DIRECTIONS: Search the data below for lines that include the word "true" and state how many there are, nothing else.

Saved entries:
☆ ☆ ☆ ☆ ☆ ☆ ☆

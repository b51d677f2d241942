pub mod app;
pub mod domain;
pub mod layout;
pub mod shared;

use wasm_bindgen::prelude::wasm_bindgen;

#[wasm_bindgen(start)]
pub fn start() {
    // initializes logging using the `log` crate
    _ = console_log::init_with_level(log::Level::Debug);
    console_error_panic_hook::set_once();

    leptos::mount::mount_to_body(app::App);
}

☆ ☆ ☆ ☆ ☆ ☆ ☆

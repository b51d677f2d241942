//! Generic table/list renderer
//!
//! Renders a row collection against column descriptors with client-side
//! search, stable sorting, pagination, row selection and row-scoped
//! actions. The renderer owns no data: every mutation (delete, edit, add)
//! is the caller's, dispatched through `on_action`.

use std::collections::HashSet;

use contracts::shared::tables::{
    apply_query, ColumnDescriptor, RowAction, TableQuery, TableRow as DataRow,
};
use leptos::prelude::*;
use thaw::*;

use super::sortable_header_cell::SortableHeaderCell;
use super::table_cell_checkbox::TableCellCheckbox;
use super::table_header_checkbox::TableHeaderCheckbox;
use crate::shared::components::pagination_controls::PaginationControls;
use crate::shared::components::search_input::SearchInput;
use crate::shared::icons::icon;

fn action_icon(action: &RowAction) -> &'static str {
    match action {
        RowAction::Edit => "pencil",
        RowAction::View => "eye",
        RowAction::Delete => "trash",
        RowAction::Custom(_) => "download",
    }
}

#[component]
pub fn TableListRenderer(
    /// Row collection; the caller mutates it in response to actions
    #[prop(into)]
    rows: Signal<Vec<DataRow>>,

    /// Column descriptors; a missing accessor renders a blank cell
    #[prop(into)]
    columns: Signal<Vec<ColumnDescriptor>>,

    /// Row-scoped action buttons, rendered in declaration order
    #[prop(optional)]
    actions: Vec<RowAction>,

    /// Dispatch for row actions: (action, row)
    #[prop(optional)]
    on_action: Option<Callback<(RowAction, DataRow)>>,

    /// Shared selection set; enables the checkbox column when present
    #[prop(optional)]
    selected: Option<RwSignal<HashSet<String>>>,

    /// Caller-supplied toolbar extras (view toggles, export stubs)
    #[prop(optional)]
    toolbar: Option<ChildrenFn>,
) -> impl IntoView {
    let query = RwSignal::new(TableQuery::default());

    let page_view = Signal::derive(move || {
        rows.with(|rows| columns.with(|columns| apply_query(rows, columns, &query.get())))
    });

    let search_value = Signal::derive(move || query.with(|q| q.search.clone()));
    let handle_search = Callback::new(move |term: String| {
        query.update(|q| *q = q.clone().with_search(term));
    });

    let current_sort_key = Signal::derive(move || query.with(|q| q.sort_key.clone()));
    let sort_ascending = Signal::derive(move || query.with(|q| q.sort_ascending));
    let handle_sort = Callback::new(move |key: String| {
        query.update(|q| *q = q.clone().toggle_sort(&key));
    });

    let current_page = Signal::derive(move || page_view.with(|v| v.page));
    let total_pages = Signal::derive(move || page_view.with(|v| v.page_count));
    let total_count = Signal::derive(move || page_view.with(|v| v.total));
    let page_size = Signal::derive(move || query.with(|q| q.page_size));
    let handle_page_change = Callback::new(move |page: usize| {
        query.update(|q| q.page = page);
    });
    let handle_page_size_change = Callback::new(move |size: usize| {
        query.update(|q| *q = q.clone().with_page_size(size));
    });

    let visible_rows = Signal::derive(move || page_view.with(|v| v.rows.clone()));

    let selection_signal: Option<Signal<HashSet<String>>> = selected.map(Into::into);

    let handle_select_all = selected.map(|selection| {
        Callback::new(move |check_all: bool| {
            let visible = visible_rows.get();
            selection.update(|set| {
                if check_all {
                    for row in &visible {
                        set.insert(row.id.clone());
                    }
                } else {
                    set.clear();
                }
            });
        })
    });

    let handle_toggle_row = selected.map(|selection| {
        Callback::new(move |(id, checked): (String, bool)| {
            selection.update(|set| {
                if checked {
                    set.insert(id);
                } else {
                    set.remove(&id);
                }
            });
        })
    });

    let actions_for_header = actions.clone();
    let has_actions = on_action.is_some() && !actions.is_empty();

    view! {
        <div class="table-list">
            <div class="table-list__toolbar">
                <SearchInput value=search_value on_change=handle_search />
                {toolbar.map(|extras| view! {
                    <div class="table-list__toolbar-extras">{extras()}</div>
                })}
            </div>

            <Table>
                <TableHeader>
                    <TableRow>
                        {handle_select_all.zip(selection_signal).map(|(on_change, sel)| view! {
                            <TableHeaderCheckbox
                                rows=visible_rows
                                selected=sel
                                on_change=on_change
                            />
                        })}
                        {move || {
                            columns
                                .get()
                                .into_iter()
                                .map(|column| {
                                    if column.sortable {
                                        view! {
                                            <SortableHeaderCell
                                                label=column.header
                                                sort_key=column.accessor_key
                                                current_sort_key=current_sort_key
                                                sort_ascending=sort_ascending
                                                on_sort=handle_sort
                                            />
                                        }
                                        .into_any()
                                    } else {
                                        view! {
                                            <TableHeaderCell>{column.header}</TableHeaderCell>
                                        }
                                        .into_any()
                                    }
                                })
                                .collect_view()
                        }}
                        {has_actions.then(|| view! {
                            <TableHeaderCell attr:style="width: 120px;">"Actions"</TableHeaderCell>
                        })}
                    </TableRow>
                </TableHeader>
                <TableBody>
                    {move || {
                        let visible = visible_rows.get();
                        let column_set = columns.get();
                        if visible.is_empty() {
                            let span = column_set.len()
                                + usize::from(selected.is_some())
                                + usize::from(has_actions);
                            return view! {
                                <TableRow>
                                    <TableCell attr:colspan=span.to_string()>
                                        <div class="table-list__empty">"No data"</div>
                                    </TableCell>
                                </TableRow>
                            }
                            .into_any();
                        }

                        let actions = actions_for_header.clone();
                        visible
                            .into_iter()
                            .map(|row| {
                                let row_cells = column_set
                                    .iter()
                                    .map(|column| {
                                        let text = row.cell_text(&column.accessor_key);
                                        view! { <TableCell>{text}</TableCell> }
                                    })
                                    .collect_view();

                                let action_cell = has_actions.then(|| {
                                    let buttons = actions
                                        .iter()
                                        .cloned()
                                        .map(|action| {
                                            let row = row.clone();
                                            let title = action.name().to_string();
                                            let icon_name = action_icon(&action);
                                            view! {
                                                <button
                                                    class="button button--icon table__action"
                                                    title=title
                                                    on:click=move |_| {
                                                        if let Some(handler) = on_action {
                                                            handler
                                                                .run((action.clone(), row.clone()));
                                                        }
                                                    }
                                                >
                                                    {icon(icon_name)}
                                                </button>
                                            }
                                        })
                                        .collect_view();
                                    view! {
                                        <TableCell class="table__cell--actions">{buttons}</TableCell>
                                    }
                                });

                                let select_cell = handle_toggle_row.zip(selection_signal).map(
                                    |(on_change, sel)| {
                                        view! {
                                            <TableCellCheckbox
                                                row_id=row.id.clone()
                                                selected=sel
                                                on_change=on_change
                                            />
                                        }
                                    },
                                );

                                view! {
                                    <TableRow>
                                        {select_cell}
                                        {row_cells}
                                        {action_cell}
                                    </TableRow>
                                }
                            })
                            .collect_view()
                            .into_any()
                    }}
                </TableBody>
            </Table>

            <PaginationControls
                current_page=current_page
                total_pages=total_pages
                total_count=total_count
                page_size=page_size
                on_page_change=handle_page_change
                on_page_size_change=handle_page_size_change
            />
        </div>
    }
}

☆ ☆ ☆ ☆ ☆ ☆ ☆

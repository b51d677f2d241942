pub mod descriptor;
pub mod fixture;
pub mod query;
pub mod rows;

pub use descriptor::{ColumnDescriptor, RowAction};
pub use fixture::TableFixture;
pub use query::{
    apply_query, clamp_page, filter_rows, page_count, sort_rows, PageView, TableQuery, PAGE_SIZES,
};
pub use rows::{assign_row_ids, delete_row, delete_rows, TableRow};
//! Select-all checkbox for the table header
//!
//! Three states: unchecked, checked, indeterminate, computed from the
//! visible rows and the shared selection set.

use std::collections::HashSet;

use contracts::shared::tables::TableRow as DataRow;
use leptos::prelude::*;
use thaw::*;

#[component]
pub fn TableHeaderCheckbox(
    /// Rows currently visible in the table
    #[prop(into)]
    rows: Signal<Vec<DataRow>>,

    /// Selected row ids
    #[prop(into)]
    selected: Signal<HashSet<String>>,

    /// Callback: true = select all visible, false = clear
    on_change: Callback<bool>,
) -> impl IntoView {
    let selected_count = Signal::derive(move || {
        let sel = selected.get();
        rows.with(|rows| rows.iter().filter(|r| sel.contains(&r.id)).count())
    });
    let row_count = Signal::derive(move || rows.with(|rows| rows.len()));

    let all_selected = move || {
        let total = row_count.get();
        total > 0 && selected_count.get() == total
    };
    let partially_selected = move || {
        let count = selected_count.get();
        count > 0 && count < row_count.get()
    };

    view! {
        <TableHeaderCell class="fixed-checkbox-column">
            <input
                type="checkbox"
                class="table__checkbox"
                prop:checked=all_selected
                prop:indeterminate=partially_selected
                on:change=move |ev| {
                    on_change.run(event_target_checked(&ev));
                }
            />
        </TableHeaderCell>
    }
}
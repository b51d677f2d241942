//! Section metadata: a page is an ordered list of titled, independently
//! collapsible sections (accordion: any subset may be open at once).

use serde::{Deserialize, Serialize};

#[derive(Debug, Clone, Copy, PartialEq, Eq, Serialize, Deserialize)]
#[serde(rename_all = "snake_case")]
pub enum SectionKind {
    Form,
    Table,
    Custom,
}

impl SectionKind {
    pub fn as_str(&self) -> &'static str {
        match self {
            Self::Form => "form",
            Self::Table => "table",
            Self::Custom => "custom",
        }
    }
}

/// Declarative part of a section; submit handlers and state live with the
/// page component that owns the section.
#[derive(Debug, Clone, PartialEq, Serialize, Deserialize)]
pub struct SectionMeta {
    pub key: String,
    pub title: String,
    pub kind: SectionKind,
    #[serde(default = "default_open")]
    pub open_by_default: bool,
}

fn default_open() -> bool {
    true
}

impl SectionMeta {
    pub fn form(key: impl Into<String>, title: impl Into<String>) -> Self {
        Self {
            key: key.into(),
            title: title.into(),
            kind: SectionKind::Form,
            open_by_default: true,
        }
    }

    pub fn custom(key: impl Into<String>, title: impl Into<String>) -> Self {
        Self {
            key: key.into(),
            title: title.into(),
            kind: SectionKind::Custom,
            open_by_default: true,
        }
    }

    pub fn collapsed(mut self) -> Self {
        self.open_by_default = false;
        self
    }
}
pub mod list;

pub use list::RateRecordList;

☆ ☆ ☆ ☆ ☆ ☆ ☆

EXERCISE RESULT: 4